#### Task objective
Check every line of the data below for the word "const" and say how many have it, without further comment.

#### Provided data
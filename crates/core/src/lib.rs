pub mod config;
pub mod error;
pub mod models;
pub mod orchestrator;
pub mod render;
pub mod session;
pub mod stats;
pub mod traits;
pub mod transport;
pub mod view;

pub use config::{ClientConfig, DEFAULT_BASE_URL, DEFAULT_RESULT_LIMIT};
pub use error::{QueryError, TransportError};
pub use models::{
    ComparisonResult, HubCount, MlModelStatus, Pipeline, Query, ResultSet, SearchRequest,
    SearchResponse, SearchResult, StatsSummary,
};
pub use orchestrator::{SearchCoordinator, SearchOutcome, SearchState, SEARCH_FAILED_MESSAGE};
pub use session::{Intent, SearchSession};
pub use stats::{StatsLoader, StatsState, STATS_FAILED_MESSAGE};
pub use traits::SearchApi;
pub use transport::HttpSearchClient;
pub use view::{select_view, ErrorAlert, View, ViewSelection};
use crate::error::Result;
use crate::{MlModelStatus, Query, ResultSet, StatsSummary};
use async_trait::async_trait;

/// Calls the search backend exposes. Orchestration only depends on this
/// trait, so tests and alternative transports can stand in for HTTP.
#[async_trait]
pub trait SearchApi {
    async fn fetch_stats(&self) -> Result<StatsSummary>;

    async fn search(
        &self,
        query: &Query,
        limit: usize,
        use_baseline: bool,
    ) -> Result<ResultSet>;

    async fn ml_status(&self) -> Result<MlModelStatus>;
}
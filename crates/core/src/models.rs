use crate::error::QueryError;
use serde::{Deserialize, Serialize};
use serde_with::{serde_as, DefaultOnNull};
use std::fmt;

/// Trimmed, non-empty search text.
#[derive(Debug, Clone, PartialEq, Eq, Hash, Serialize)]
#[serde(transparent)]
pub struct Query(String);

impl Query {
    pub fn parse(raw: &str) -> Result<Self, QueryError> {
        let trimmed = raw.trim();
        if trimmed.is_empty() {
            return Err(QueryError::Empty);
        }
        Ok(Self(trimmed.to_string()))
    }

    pub fn as_str(&self) -> &str {
        &self.0
    }
}

impl fmt::Display for Query {
    fn fmt(&self, f: &mut fmt::Formatter<'_>) -> fmt::Result {
        f.write_str(&self.0)
    }
}

/// One article returned by the backend. Only `id`, `title` and `url` are
/// guaranteed; everything else falls back to zero or empty.
#[serde_as]
#[derive(Debug, Clone, Serialize, Deserialize, PartialEq)]
pub struct SearchResult {
    pub id: i64,
    pub title: String,
    pub url: String,
    #[serde_as(deserialize_as = "DefaultOnNull")]
    #[serde(default)]
    pub views: u64,
    #[serde_as(deserialize_as = "DefaultOnNull")]
    #[serde(default)]
    pub comments_count: u64,
    #[serde_as(deserialize_as = "DefaultOnNull")]
    #[serde(default)]
    pub score: f64,
    #[serde_as(deserialize_as = "DefaultOnNull")]
    #[serde(default)]
    pub ml_score: f64,
    #[serde_as(deserialize_as = "DefaultOnNull")]
    #[serde(default)]
    pub bm25_score: f64,
    #[serde_as(deserialize_as = "DefaultOnNull")]
    #[serde(default)]
    pub tags: Vec<String>,
}

impl SearchResult {
    /// Score shown on a card: the pipeline score, or the ML score when the
    /// pipeline left it at zero.
    pub fn display_score(&self) -> f64 {
        if self.score != 0.0 {
            self.score
        } else {
            self.ml_score
        }
    }
}

/// Results in the order the ranking pipeline produced them.
pub type ResultSet = Vec<SearchResult>;

#[derive(Debug, Clone, Copy, PartialEq, Eq, Hash, Serialize, Deserialize)]
pub enum Pipeline {
    Ml,
    Bm25,
}

impl Pipeline {
    pub fn label(self) -> &'static str {
        match self {
            Pipeline::Ml => "ML",
            Pipeline::Bm25 => "BM25",
        }
    }

    /// Value of the `compare` flag in the request body. The backend reads
    /// `compare: true` as "answer with the BM25 baseline".
    pub fn use_baseline(self) -> bool {
        matches!(self, Pipeline::Bm25)
    }
}

/// Both pipelines' answers for the same query, never merged.
#[derive(Debug, Clone, PartialEq, Default, Serialize, Deserialize)]
pub struct ComparisonResult {
    pub ml: ResultSet,
    pub bm25: ResultSet,
}

#[serde_as]
#[derive(Debug, Clone, PartialEq, Eq, Serialize, Deserialize)]
pub struct HubCount {
    pub hub: String,
    #[serde_as(deserialize_as = "DefaultOnNull")]
    #[serde(default)]
    pub count: u64,
}

/// Aggregate numbers from `GET /stats`. Treated as opaque beyond display.
#[serde_as]
#[derive(Debug, Clone, PartialEq, Default, Serialize, Deserialize)]
pub struct StatsSummary {
    #[serde_as(deserialize_as = "DefaultOnNull")]
    #[serde(default)]
    pub total_articles: u64,
    #[serde_as(deserialize_as = "DefaultOnNull")]
    #[serde(default)]
    pub total_views: u64,
    #[serde_as(deserialize_as = "DefaultOnNull")]
    #[serde(default)]
    pub avg_views: f64,
    #[serde_as(deserialize_as = "DefaultOnNull")]
    #[serde(default)]
    pub es_index_size: u64,
    #[serde_as(deserialize_as = "DefaultOnNull")]
    #[serde(default)]
    pub es_total_docs: u64,
    #[serde_as(deserialize_as = "DefaultOnNull")]
    #[serde(default)]
    pub top_hubs: Vec<HubCount>,
    #[serde(default)]
    pub ml_model: serde_json::Value,
}

#[serde_as]
#[derive(Debug, Clone, PartialEq, Default, Serialize, Deserialize)]
pub struct MlModelStatus {
    #[serde_as(deserialize_as = "DefaultOnNull")]
    #[serde(default)]
    pub status: String,
    #[serde_as(deserialize_as = "DefaultOnNull")]
    #[serde(default)]
    pub model_loaded: bool,
    #[serde_as(deserialize_as = "DefaultOnNull")]
    #[serde(default)]
    pub features_count: u64,
    #[serde_as(deserialize_as = "DefaultOnNull")]
    #[serde(default)]
    pub feature_columns: Vec<String>,
    #[serde_as(deserialize_as = "DefaultOnNull")]
    #[serde(default)]
    pub tfidf_loaded: bool,
}

/// Body of `POST /search`.
#[derive(Debug, Clone, PartialEq, Eq, Serialize)]
pub struct SearchRequest<'a> {
    pub query: &'a str,
    pub top_n: usize,
    pub compare: bool,
}

#[serde_as]
#[derive(Debug, Clone, PartialEq, Default, Deserialize)]
pub struct SearchResponse {
    #[serde_as(deserialize_as = "DefaultOnNull")]
    #[serde(default)]
    pub query: String,
    #[serde_as(deserialize_as = "DefaultOnNull")]
    #[serde(default)]
    pub results: ResultSet,
    #[serde_as(deserialize_as = "DefaultOnNull")]
    #[serde(default)]
    pub total_results: u64,
    #[serde_as(deserialize_as = "DefaultOnNull")]
    #[serde(default)]
    pub search_time: f64,
}

#[cfg(test)]
mod tests {
    use super::*;
    use serde_json::json;

    #[test]
    fn query_is_trimmed() {
        let query = Query::parse("  kubernetes \n").expect("query should parse");
        assert_eq!(query.as_str(), "kubernetes");
    }

    #[test]
    fn blank_query_is_rejected() {
        assert_eq!(Query::parse("   \t"), Err(QueryError::Empty));
        assert_eq!(Query::parse(""), Err(QueryError::Empty));
    }

    #[test]
    fn search_result_fills_missing_fields() -> Result<(), serde_json::Error> {
        let result: SearchResult = serde_json::from_value(json!({
            "id": 1,
            "title": "A",
            "url": "https://habr.com/ru/articles/1/",
            "score": 0.9,
            "views": null
        }))?;

        assert_eq!(result.views, 0);
        assert_eq!(result.comments_count, 0);
        assert_eq!(result.ml_score, 0.0);
        assert!(result.tags.is_empty());
        assert_eq!(result.display_score(), 0.9);
        Ok(())
    }

    #[test]
    fn display_score_falls_back_to_ml_score() {
        let result = SearchResult {
            id: 7,
            title: "B".to_string(),
            url: String::new(),
            views: 0,
            comments_count: 0,
            score: 0.0,
            ml_score: 0.42,
            bm25_score: 3.1,
            tags: Vec::new(),
        };
        assert_eq!(result.display_score(), 0.42);
    }

    #[test]
    fn stats_summary_tolerates_partial_payload() -> Result<(), serde_json::Error> {
        let stats: StatsSummary = serde_json::from_value(json!({
            "total_articles": 100,
            "avg_views": null,
            "top_hubs": [{"hub": "DevOps", "count": 12}]
        }))?;

        assert_eq!(stats.total_articles, 100);
        assert_eq!(stats.total_views, 0);
        assert_eq!(stats.avg_views, 0.0);
        assert_eq!(stats.es_index_size, 0);
        assert_eq!(stats.top_hubs[0].hub, "DevOps");
        Ok(())
    }

    #[test]
    fn search_request_serializes_backend_field_names() -> Result<(), serde_json::Error> {
        let body = SearchRequest {
            query: "rust",
            top_n: 10,
            compare: Pipeline::Bm25.use_baseline(),
        };
        assert_eq!(
            serde_json::to_value(&body)?,
            json!({"query": "rust", "top_n": 10, "compare": true})
        );
        Ok(())
    }

    #[test]
    fn search_response_preserves_order() -> Result<(), serde_json::Error> {
        let response: SearchResponse = serde_json::from_value(json!({
            "results": [
                {"id": 3, "title": "third", "url": "u3", "score": 0.1},
                {"id": 1, "title": "first", "url": "u1", "score": 0.9}
            ]
        }))?;

        let ids: Vec<i64> = response.results.iter().map(|r| r.id).collect();
        assert_eq!(ids, vec![3, 1]);
        assert_eq!(response.total_results, 0);
        Ok(())
    }
}
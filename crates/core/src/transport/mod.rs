pub mod http;

pub use http::HttpSearchClient;
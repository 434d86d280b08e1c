use std::time::Duration;

pub const DEFAULT_BASE_URL: &str = "http://localhost:8000/api/";
pub const DEFAULT_RESULT_LIMIT: usize = 10;

#[derive(Debug, Clone, PartialEq, Eq)]
pub struct ClientConfig {
    /// API prefix every endpoint is resolved against.
    pub base_url: String,
    /// `top_n` sent with every search.
    pub result_limit: usize,
    /// Per-request timeout. `None` leaves it to reqwest.
    pub request_timeout: Option<Duration>,
}

impl Default for ClientConfig {
    fn default() -> Self {
        Self {
            base_url: DEFAULT_BASE_URL.to_string(),
            result_limit: DEFAULT_RESULT_LIMIT,
            request_timeout: None,
        }
    }
}

impl ClientConfig {
    pub fn new(base_url: impl Into<String>) -> Self {
        Self {
            base_url: base_url.into(),
            ..Self::default()
        }
    }

    pub fn with_result_limit(mut self, limit: usize) -> Self {
        self.result_limit = limit.max(1);
        self
    }

    pub fn with_timeout(mut self, timeout: Option<Duration>) -> Self {
        self.request_timeout = timeout;
        self
    }
}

#### Output of the exercise
2